The distribution of acceptor and donor hydrogen-bonds in bulk liquid water

We analyse the distributions of donor and acceptor HBs in liquid water and their relation to deviations from tetrahedral symmetry. Their joint, unconditional and conditional distributions are calculated at several temperatures from classical molecular dynamics trajectories for two water models. Surprisingly, the distribution of acceptor HBs terminating at the water lone-pairs is wider than the donor distribution emanating from its hydrogen atoms. This correlates with a higher probability of forming over-coordinated oxygen (OCO) atoms as compared with bifurcated hydrogen bonds (BHBs). Such bonds are possibly formed by HB exchange reactions competing with HB cleavage and formation.
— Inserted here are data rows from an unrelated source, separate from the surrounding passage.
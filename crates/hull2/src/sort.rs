//! Randomized in-place quicksort.
//!
//! Ranges up to `INSERTION_CUTOFF` elements are finished with insertion sort.
//! Larger ranges pick a uniform random pivot, move it to the front, partition
//! the rest into `< pivot` and `>= pivot` with a single forward scan, and place
//! the pivot between the two parts. The shorter part is sorted recursively and
//! the longer one iteratively, so stack depth stays O(log n) even on unlucky
//! pivots.
//!
//! Not stable. Inputs with many equal keys degrade toward O(n²) because all
//! equal keys land on the `>= pivot` side.

use std::cmp::Ordering;

use rand::Rng;

use crate::predicates::cmp_xy;
use crate::types::Point2;

/// Ranges of at most this many elements use insertion sort.
pub const INSERTION_CUTOFF: usize = 10;

/// Sort points by `cmp_xy` using the thread-local RNG for pivots.
pub fn quicksort(points: &mut [Point2]) {
    quicksort_with(points, &mut rand::thread_rng());
}

/// Sort points by `cmp_xy` with a caller-supplied RNG (reproducible pivots).
pub fn quicksort_with<R: Rng + ?Sized>(points: &mut [Point2], rng: &mut R) {
    quicksort_by(points, rng, cmp_xy);
}

/// Generic randomized quicksort under `cmp`.
pub fn quicksort_by<T, R, F>(v: &mut [T], rng: &mut R, mut cmp: F)
where
    R: Rng + ?Sized,
    F: FnMut(&T, &T) -> Ordering,
{
    sort_range(v, rng, &mut cmp);
}

fn sort_range<T, R, F>(mut v: &mut [T], rng: &mut R, cmp: &mut F)
where
    R: Rng + ?Sized,
    F: FnMut(&T, &T) -> Ordering,
{
    while v.len() > INSERTION_CUTOFF {
        let mid = partition(v, rng, cmp);
        let (left, rest) = std::mem::take(&mut v).split_at_mut(mid);
        let right = &mut rest[1..];
        if left.len() < right.len() {
            sort_range(left, rng, cmp);
            v = right;
        } else {
            sort_range(right, rng, cmp);
            v = left;
        }
    }
    insertion_sort(v, cmp);
}

/// Returns the final pivot position.
fn partition<T, R, F>(v: &mut [T], rng: &mut R, cmp: &mut F) -> usize
where
    R: Rng + ?Sized,
    F: FnMut(&T, &T) -> Ordering,
{
    let pivot = rng.gen_range(0..v.len());
    v.swap(0, pivot);
    let mut first_ge = 1;
    for k in 1..v.len() {
        if cmp(&v[k], &v[0]) == Ordering::Less {
            v.swap(k, first_ge);
            first_ge += 1;
        }
    }
    v.swap(0, first_ge - 1);
    first_ge - 1
}

fn insertion_sort<T, F>(v: &mut [T], cmp: &mut F)
where
    F: FnMut(&T, &T) -> Ordering,
{
    for i in 1..v.len() {
        let mut j = i;
        while j > 0 && cmp(&v[j], &v[j - 1]) == Ordering::Less {
            v.swap(j, j - 1);
            j -= 1;
        }
    }
}

#[cfg(test)]
mod tests {
    use super::*;
    use rand::{rngs::StdRng, SeedableRng};

    fn is_sorted(points: &[Point2]) -> bool {
        points
            .windows(2)
            .all(|w| cmp_xy(&w[0], &w[1]) != Ordering::Greater)
    }

    fn random_points(n: usize, seed: u64) -> Vec<Point2> {
        let mut rng = StdRng::seed_from_u64(seed);
        (0..n)
            .map(|_| Point2::new(rng.gen_range(-10.0..10.0), rng.gen_range(-10.0..10.0)))
            .collect()
    }

    #[test]
    fn small_ranges_use_insertion_path() {
        let mut pts = random_points(INSERTION_CUTOFF, 1);
        quicksort(&mut pts);
        assert!(is_sorted(&pts));
    }

    #[test]
    fn sorts_large_random_input() {
        let mut rng = StdRng::seed_from_u64(7);
        let mut pts = random_points(2_000, 3);
        quicksort_with(&mut pts, &mut rng);
        assert!(is_sorted(&pts));
    }

    #[test]
    fn already_sorted_and_reversed_inputs() {
        let mut rng = StdRng::seed_from_u64(11);
        let mut asc: Vec<Point2> = (0..500).map(|i| Point2::new(i as f64, 0.0)).collect();
        let expected = asc.clone();
        quicksort_with(&mut asc, &mut rng);
        assert_eq!(asc, expected);
        let mut desc: Vec<Point2> = expected.iter().rev().copied().collect();
        quicksort_with(&mut desc, &mut rng);
        assert_eq!(desc, expected);
    }

    #[test]
    fn ties_on_x_are_broken_by_y() {
        let mut pts: Vec<Point2> = (0..40)
            .map(|i| Point2::new((i % 3) as f64, (40 - i) as f64))
            .collect();
        quicksort(&mut pts);
        assert!(is_sorted(&pts));
        assert_eq!(pts[0], Point2::new(0.0, 1.0));
    }

    #[test]
    fn all_equal_keys_terminate() {
        let mut pts = vec![Point2::new(1.0, 1.0); 3_000];
        quicksort(&mut pts);
        assert!(pts.iter().all(|p| *p == Point2::new(1.0, 1.0)));
    }

    #[test]
    fn generic_sort_on_integers() {
        let mut rng = StdRng::seed_from_u64(5);
        let mut v: Vec<i64> = (0..300).map(|i| (i * 7919) % 263 - 100).collect();
        let mut expected = v.clone();
        expected.sort();
        quicksort_by(&mut v, &mut rng, |a, b| a.cmp(b));
        assert_eq!(v, expected);
    }
}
The latter obey the binomial distribution, whereas OCOs and BHBs deviate from it considerably. The conditional HB probabilities indicate that acceptor and donor HBs are correlated, so that forming a HB of one type increases the probability of the other, particularly for polarizable water. Conditional distributions exhibit a common intersection suggestive of two types of water structures: high coordination (tetrahedral) and low coordination (polygons). The temperature effect shows that the enthalpy required to cleave a HB in the AMOEBA polarizable model is 9.4kJmol(-1), close to the experimental value of 10.5kJmol(-1). As a result, the fraction of HBs decreases with T near room temperature with a slope closer to experiment than older simulations.